Paterson included some observations in his presentation made by rancher Lon Reukauf of Terry, MT:

1. Big cows eat more.

2. Heavy milking cow eat more.

3. Big, heavy milking cows eat a lot more.

4. Cattle are like people, some are easy keepers and some are always slender.

Paterson said studies published in 2002 by Jenkins and Ferrell showed different breeds of cattle have different appetites. Ranked by largest appetite to smallest appetite, the list reads: Angus, Charolais, Red Poll, Hereford, Gelbvieh, Braunvieh, Simmental and Limousin.

“Generally absent from current breeding programs in the U.S. are avenues for exploiting genetic variation in feed efficiency, even though reductions in feed inputs would substantially improve profitability,” Paterson said.

It is possible, he said, to select cows that eat less but produce normally.

Using the state-of-the-art GrowSafe System at the MSU research facility, graduate students Bryan Nichols and Ty McDonald were able to measure individual feed efficiency. The GrowSafe System is also being used by Midland Bull Test in Columbus, MT.

Residual feed intake (RFI), defined as the difference between what an animal eats and what it is expected to eat based on its size and growth rate, was determined from feed intake and gain data when cows were basically in the second-third trimester of pregnancy. The RFI test was conducted on a 75 percent roughage diet in order to mimic range conditions as well as possible. Results from this study showed no difference (P>0.05) among breed types, calf birth weights and calf weaning weights between cows which were classified as low, average or high RFI (low = ate less than expected, average = ate expected, or high = ate more than expected amounts of diet).

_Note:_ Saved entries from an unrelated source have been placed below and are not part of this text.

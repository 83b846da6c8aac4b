//! Configuration management for the CraftCost backend
//!
//! Supports hierarchical configuration loading:
//! 1. Default values in code
//! 2. Configuration files (development.toml, production.toml)
//! 3. Environment variable overrides with CRAFTCOST_ prefix

use config::{ConfigError, Environment, File};
use serde::Deserialize;

/// Main application configuration
#[derive(Debug, Deserialize, Clone)]
pub struct Config {
    /// Current environment (development, production)
    pub environment: String,

    /// Server configuration
    pub server: ServerConfig,

    /// Database configuration
    pub database: DatabaseConfig,

    /// JWT authentication configuration
    pub jwt: JwtConfig,
}

#[derive(Debug, Deserialize, Clone)]
pub struct ServerConfig {
    /// Server port
    pub port: u16,

    /// Server host
    pub host: String,
}

#[derive(Debug, Deserialize, Clone)]
pub struct DatabaseConfig {
    /// PostgreSQL connection URL
    pub url: String,

    /// Maximum number of connections in the pool
    pub max_connections: u32,

    /// Minimum number of connections in the pool
    pub min_connections: u32,
}

#[derive(Debug, Deserialize, Clone)]
pub struct JwtConfig {
    /// Secret key for verifying JWT tokens issued by the identity provider
    pub secret: String,
}

impl Config {
    /// Load configuration from files and environment variables
    pub fn load() -> Result<Self, ConfigError> {
        let environment =
            std::env::var("CRAFTCOST_ENVIRONMENT").unwrap_or_else(|_| "development".into());

        let config = config::Config::builder()
            // Start with default values
            .set_default("environment", environment.clone())?
            .set_default("server.port", 3000)?
            .set_default("server.host", "0.0.0.0")?
            .set_default("database.max_connections", 10)?
            .set_default("database.min_connections", 2)?
            // Load environment-specific config file
            .add_source(File::with_name(&format!("config/{}", environment)).required(false))
            // Override with environment variables (CRAFTCOST_ prefix)
            .add_source(
                Environment::with_prefix("CRAFTCOST")
                    .separator("__")
                    .try_parsing(true),
            )
            .build()?;

        config.try_deserialize()
    }
}

impl Default for ServerConfig {
    fn default() -> Self {
        Self {
            port: 3000,
            host: "0.0.0.0".to_string(),
        }
    }
}
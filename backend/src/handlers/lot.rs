//! HTTP handlers for lot tracking

use axum::{
    extract::{Path, Query, State},
    Json,
};
use serde::Deserialize;
use uuid::Uuid;

use crate::error::AppResult;
use crate::handlers::{page, require};
use crate::middleware::CurrentUser;
use crate::services::lot::{CreateLotInput, LotFilter, LotService};
use crate::AppState;
use shared::{Lot, LotMutation, LotStatus, PaginatedResponse};

#[derive(Debug, Deserialize)]
pub struct ListLotsQuery {
    pub material_item_id: Option<Uuid>,
    pub status: Option<LotStatus>,
    pub page: Option<u32>,
    pub per_page: Option<u32>,
}

/// Receive a new lot, recording its purchase on the ledger
pub async fn create_lot(
    State(state): State<AppState>,
    current_user: CurrentUser,
    Json(input): Json<CreateLotInput>,
) -> AppResult<Json<LotMutation>> {
    require(&current_user.0, "lots", "write")?;
    let service = LotService::new(state.db);
    let lot = service
        .create_lot(current_user.0.org_id, current_user.0.user_id, input)
        .await?;
    Ok(Json(lot))
}

/// Get a lot
pub async fn get_lot(
    State(state): State<AppState>,
    current_user: CurrentUser,
    Path(lot_id): Path<Uuid>,
) -> AppResult<Json<Lot>> {
    let service = LotService::new(state.db);
    let lot = service.get_lot(current_user.0.org_id, lot_id).await?;
    Ok(Json(lot))
}

/// List lots with optional material/status filters
pub async fn list_lots(
    State(state): State<AppState>,
    current_user: CurrentUser,
    Query(query): Query<ListLotsQuery>,
) -> AppResult<Json<PaginatedResponse<Lot>>> {
    let service = LotService::new(state.db);
    let filter = LotFilter {
        material_item_id: query.material_item_id,
        status: query.status,
    };
    let lots = service
        .list_lots(
            current_user.0.org_id,
            filter,
            page(query.page, query.per_page),
        )
        .await?;
    Ok(Json(lots))
}
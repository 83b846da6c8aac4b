//! HTTP request handlers

pub mod bom;
pub mod inventory;
pub mod item;
pub mod lot;
pub mod run;

use crate::error::{AppError, AppResult};
use crate::middleware::AuthUser;
use shared::Pagination;

/// Capability check at the HTTP boundary; engine logic never sees roles.
pub fn require(user: &AuthUser, resource: &str, action: &str) -> AppResult<()> {
    if user.has_permission(resource, action) {
        Ok(())
    } else {
        Err(AppError::Forbidden(format!(
            "Missing permission {}:{}",
            resource, action
        )))
    }
}

/// Build pagination from optional query parameters
pub fn page(page: Option<u32>, per_page: Option<u32>) -> Pagination {
    let default = Pagination::default();
    Pagination {
        page: page.unwrap_or(default.page),
        per_page: per_page.unwrap_or(default.per_page),
    }
}

pub use bom::{activate_bom, create_bom, get_bom, get_components, list_boms, update_bom};
pub use inventory::{get_balance, get_history, list_transactions, record_transaction};
pub use item::{create_item, get_item, list_below_reorder, list_items, update_item};
pub use lot::{create_lot, get_lot, list_lots};
pub use run::{
    append_note, cancel_run, complete_run, complete_stage, create_run, get_run, list_runs,
    set_materials, start_run, start_stage,
};
//! Request middleware for the CraftCost backend

pub mod auth;

pub use auth::{auth_middleware, AuthUser, CurrentUser};
//! CraftCost - Backend Server
//!
//! Inventory ledger and production costing engine for small manufacturers:
//! an append-only transaction ledger, lot-level raw-material tracking, BOM
//! templates, and production runs that compute per-unit cost of goods sold.

use axum::{routing::get, Router};
use sqlx::postgres::PgPoolOptions;
use std::{net::SocketAddr, sync::Arc, time::Duration};
use tower_http::{
    cors::{Any, CorsLayer},
    trace::TraceLayer,
};
use tracing_subscriber::{layer::SubscriberExt, util::SubscriberInitExt};

mod config;
mod error;
mod handlers;
mod middleware;
mod routes;
mod services;

pub use config::Config;

/// Application state shared across handlers
#[derive(Clone)]
pub struct AppState {
    pub db: sqlx::PgPool,
    pub config: Arc<Config>,
}

#[tokio::main]
async fn main() -> anyhow::Result<()> {
    // Initialize tracing
    tracing_subscriber::registry()
        .with(
            tracing_subscriber::EnvFilter::try_from_default_env()
                .unwrap_or_else(|_| "craftcost_server=debug,tower_http=debug,sqlx=warn".into()),
        )
        .with(tracing_subscriber::fmt::layer())
        .init();

    // Load configuration
    dotenvy::dotenv().ok();
    let config = config::Config::load()?;

    tracing::info!("Starting CraftCost Server");
    tracing::info!("Environment: {}", config.environment);

    // Create database connection pool
    tracing::info!("Connecting to database...");
    let db_pool = PgPoolOptions::new()
        .max_connections(config.database.max_connections)
        .min_connections(config.database.min_connections)
        .acquire_timeout(Duration::from_secs(30))
        .connect(&config.database.url)
        .await?;

    tracing::info!("Database connection established");

    // Run migrations in development
    if config.environment == "development" {
        tracing::info!("Running database migrations...");
        sqlx::migrate!("./migrations").run(&db_pool).await?;
        tracing::info!("Migrations completed");
    }

    // Create application state
    let state = AppState {
        db: db_pool,
        config: Arc::new(config.clone()),
    };

    // Build application
    let app = create_app(state);

    // Start server
    let addr = SocketAddr::from(([0, 0, 0, 0], config.server.port));
    tracing::info!("Listening on {}", addr);

    let listener = tokio::net::TcpListener::bind(addr).await?;
    axum::serve(listener, app).await?;

    Ok(())
}

/// Create the application router with all routes and middleware
fn create_app(state: AppState) -> Router {
    // CORS configuration
    let cors = CorsLayer::new()
        .allow_origin(Any)
        .allow_methods(Any)
        .allow_headers(Any);

    Router::new()
        .route("/", get(root))
        .route("/health", get(health_check))
        .nest("/api/v1", routes::api_routes(state.clone()))
        .layer(TraceLayer::new_for_http())
        .layer(cors)
        .with_state(state)
}

/// Root endpoint
async fn root() -> &'static str {
    "CraftCost API v1.0"
}

/// Health check endpoint
async fn health_check() -> &'static str {
    "OK"
}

For example, in a comparison of the ‘Bair Cows selected for high or low rFeed intake, 10 low RFI cows with a body weight of 1,291 pounds had a hay intake of 19.2 pounds and had a daily gain of 2.21 pounds. The dozen high RFI cows that weighed 1,319 pounds had a daily gain of 2.11 pounds but had a hay intake of 26.9 pounds. The hay:grain ratio was 8.7 for the low RFI cows and 12.7 for the high RFI cows.

Paterson said there were no differences in birth or weaning weights for calves that came from high or low RFI cows and there were no differences in high or low RFI cows cycling at the beginning of the breeding season.

The research at Montana State University was substantiated by research in Alberta and Australia that showed selection for low RFI cattle can have significant results according to Paterson.

For example, the research showed lower maintenance requirement of the cow herd by nine to 10 percent and reduced feed intake by 10 to 12 percent. While having no effect on average daily gain or mature size, it also showed improved feed conversion ratio by nine to 15 percent.